ASSIGNMENT: Could you report every line from the entries that includes the word "StatusCode"?

INFORMATION GIVEN:
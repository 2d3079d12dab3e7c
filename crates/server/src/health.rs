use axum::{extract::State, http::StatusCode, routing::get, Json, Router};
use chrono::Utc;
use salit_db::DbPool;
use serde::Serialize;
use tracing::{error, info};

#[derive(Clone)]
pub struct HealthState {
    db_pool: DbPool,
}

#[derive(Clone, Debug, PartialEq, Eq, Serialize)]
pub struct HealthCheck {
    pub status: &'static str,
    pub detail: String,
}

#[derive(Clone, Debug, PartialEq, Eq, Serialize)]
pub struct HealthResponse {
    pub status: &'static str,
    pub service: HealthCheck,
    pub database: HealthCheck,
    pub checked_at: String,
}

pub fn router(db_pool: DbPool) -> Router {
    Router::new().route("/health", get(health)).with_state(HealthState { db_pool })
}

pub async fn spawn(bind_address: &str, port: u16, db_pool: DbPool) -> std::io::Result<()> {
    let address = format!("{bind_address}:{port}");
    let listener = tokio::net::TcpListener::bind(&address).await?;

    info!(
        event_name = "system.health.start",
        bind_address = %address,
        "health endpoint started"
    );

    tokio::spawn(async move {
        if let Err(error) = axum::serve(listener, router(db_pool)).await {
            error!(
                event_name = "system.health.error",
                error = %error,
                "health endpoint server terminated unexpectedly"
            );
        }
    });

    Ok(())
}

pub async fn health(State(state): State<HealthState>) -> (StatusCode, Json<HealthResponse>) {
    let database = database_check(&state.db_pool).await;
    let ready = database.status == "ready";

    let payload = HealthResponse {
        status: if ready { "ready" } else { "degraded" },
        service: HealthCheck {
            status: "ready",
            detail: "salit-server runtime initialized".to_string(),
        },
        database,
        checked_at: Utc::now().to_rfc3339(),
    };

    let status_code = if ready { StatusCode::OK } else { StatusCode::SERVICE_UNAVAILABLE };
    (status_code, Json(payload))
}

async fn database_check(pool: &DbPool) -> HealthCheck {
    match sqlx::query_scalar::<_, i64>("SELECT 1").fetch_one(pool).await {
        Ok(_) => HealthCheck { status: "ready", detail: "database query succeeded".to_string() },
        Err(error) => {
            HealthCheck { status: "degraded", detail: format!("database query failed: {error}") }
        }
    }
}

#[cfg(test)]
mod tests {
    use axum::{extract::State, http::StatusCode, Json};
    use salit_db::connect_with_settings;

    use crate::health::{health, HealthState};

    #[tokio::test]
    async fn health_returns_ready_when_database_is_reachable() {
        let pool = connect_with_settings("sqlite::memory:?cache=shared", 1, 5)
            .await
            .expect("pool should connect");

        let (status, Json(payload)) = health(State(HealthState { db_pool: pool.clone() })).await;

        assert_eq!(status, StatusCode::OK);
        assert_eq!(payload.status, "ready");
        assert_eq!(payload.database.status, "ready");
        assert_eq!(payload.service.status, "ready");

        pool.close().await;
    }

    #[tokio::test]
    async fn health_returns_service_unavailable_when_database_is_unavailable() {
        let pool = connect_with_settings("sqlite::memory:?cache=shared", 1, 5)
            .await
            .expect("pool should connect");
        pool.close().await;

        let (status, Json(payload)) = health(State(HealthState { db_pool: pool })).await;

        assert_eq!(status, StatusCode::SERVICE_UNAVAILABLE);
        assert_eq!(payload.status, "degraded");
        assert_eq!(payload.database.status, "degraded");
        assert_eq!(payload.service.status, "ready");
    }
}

==

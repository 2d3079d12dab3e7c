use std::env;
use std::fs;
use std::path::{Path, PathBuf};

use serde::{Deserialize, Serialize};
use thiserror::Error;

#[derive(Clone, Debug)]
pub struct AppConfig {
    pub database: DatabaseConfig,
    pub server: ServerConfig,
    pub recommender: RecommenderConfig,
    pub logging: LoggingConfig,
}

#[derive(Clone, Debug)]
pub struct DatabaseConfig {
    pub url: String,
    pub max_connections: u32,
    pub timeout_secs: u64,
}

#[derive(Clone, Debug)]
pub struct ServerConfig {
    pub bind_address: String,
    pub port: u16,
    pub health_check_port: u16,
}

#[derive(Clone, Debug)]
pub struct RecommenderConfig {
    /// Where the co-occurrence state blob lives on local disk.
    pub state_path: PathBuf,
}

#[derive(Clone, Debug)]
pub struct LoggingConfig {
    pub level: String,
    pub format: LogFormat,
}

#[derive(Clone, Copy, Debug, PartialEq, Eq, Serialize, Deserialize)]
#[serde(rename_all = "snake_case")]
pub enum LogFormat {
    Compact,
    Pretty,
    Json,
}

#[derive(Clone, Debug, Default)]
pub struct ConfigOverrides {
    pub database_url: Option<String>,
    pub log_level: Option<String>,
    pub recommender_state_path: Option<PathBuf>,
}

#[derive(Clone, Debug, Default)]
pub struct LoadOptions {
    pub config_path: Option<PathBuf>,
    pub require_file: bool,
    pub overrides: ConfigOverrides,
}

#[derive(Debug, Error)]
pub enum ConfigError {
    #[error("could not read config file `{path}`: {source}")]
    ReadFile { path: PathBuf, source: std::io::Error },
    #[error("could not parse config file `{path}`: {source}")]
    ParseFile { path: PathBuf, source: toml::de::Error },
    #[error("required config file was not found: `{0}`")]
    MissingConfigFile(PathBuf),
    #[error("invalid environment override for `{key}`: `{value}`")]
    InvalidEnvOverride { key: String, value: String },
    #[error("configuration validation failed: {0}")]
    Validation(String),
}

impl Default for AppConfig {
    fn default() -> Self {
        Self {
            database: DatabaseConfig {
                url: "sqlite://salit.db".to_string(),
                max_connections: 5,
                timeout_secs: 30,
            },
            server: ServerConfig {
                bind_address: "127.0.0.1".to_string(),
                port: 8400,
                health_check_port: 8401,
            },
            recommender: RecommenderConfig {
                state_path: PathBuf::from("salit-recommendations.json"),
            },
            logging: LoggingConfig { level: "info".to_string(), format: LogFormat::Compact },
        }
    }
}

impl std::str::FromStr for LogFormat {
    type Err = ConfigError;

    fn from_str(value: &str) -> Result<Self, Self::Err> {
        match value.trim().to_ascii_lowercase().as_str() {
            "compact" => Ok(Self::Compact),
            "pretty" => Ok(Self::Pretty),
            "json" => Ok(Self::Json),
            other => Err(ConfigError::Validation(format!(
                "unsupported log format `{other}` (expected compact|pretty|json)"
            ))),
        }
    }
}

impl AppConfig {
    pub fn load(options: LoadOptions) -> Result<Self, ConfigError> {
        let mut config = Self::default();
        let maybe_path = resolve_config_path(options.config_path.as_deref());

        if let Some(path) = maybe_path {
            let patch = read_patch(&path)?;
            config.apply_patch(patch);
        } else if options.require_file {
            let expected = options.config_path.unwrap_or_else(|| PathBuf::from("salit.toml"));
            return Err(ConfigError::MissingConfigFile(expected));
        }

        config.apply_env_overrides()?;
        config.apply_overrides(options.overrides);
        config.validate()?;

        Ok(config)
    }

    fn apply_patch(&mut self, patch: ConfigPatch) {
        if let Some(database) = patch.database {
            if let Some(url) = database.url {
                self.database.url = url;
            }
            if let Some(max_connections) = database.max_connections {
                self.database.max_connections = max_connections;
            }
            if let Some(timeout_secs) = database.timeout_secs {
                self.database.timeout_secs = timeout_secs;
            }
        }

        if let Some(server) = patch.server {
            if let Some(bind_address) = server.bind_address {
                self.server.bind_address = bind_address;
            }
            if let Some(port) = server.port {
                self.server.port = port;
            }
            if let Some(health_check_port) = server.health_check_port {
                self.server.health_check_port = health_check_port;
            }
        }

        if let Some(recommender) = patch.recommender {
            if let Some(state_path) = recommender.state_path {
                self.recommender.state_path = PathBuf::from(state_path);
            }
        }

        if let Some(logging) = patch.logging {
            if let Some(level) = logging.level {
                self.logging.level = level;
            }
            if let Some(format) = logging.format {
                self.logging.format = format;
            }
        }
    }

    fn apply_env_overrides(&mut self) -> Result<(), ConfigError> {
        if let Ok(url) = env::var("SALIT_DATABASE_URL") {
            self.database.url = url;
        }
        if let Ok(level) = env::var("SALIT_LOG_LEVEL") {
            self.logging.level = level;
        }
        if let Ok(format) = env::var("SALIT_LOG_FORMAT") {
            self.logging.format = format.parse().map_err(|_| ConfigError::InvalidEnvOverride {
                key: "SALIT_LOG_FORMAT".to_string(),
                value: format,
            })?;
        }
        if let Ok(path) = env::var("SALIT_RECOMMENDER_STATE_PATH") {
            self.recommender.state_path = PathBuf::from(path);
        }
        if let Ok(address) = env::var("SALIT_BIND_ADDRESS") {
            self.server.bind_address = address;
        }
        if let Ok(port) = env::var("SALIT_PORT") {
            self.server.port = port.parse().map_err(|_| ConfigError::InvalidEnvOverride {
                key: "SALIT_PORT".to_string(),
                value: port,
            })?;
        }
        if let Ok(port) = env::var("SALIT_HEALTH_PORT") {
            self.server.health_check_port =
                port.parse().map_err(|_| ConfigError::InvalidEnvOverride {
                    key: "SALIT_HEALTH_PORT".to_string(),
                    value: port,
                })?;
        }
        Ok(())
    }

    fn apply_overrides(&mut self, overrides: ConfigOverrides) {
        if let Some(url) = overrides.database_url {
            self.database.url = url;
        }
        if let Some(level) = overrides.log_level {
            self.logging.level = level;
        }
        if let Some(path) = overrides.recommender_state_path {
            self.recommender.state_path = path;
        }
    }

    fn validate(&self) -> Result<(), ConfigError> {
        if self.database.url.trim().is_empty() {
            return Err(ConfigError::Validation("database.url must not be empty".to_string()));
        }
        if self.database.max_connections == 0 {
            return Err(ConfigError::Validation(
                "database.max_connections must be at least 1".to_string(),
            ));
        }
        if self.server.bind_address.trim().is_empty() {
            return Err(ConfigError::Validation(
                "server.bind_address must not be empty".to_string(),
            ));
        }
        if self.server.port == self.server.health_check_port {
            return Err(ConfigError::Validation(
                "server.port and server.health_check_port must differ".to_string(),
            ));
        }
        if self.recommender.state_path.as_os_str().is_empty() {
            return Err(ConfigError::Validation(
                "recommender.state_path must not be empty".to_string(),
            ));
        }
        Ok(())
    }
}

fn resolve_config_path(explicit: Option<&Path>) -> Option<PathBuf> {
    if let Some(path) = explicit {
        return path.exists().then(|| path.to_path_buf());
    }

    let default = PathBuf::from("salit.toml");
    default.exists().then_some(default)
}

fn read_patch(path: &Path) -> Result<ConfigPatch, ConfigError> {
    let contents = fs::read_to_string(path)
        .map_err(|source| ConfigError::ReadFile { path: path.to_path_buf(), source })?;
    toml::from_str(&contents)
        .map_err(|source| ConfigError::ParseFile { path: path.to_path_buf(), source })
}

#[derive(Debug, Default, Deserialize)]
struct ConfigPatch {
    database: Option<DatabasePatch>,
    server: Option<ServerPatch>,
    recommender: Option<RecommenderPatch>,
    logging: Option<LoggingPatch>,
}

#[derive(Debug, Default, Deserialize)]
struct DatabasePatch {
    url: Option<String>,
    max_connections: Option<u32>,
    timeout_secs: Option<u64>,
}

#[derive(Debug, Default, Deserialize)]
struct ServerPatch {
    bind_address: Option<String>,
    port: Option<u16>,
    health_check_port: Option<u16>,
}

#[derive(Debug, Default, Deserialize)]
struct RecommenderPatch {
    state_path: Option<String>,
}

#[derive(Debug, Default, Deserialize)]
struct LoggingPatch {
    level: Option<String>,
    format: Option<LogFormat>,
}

YOUR SOLUTION:
use axum::{extract::State, http::StatusCode, routing::get, Json, Router};
pub async fn health(State(state): State<HealthState>) -> (StatusCode, Json<HealthResponse>) {
    let status_code = if ready { StatusCode::OK } else { StatusCode::SERVICE_UNAVAILABLE };
    use axum::{extract::State, http::StatusCode, Json};
        assert_eq!(status, StatusCode::OK);
        assert_eq!(status, StatusCode::SERVICE_UNAVAILABLE);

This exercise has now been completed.